Project Summary Our long-term goal is to understand how dynamic regulation of signal transduction systems control cellular stress responses. The focus of this proposal is on identifying the mechanisms by which dynamic expression of the transcription factors p53 and MYC coordinately regulate apoptosis and senescence in response to genotoxic stress. Proper regulation of p53 and MYC are of undeniable importance in human health, as their mutation predisposes human cells to cancer. While the regulation and functions of p53 and MYC have been extensively studied, exactly how they generate variable cell fate outcomes in individual cells of a population responding to the same stress remains poorly understood. Our recent studies have shown that the dynamics of p53, the temporal pattern of p53 accumulation and degradation, serves an integral function for controlling MYC levels and cell fate responses to DNA damage. We have shown p53 dynamics to be highly variable between individual cells, but it remains to be determined how such variability contributes to heterogeneous responses to DNA damaging agents, which is critical for understanding tumor cell heterogeneity and evasion of therapies.
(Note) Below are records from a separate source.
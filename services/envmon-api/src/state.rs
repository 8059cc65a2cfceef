use envmon_core::EnvmonConfig;
use envmon_supervisor::MissionSupervisor;

pub struct AppState {
    pub config: EnvmonConfig,
    pub supervisor: MissionSupervisor,
}

impl AppState {
    pub fn new(config: EnvmonConfig) -> Self {
        let supervisor = MissionSupervisor::new(&config);
        Self { config, supervisor }
    }
}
To answer this question, we will combine time-lapse fluorescence microscopy to quantify p53 and MYC dynamics with quantitative analysis of key transcriptional targets at the single cell level to determine the temporal regulation of the triggering of apoptosis and senescence in response to DNA damage. We will apply this analysis to three conditions: 1.) non-transformed cells expressing normal p53 and MYC, 2.) transformed cells in which MYC expression is elevated over a range of concentrations, and 3.) transformed cells expressing a p53 gain-of-function hotspot mutation. This work will show how p53 and MYC dynamics control initiation of terminal cell fates in physiological and pathological conditions, and it will serve as the basis for approaches to reduce heterogeneous responses to DNA damaging compounds. These results will provide novel insight into the basic functioning of one of the most important stress response pathways in human cells, and are likely to inform innovative therapeutic strategies based on improved timing of the delivery of therapies. More broadly, this study is likely to provide general insights into the growing list of other important signaling pathways that use dynamic regulation.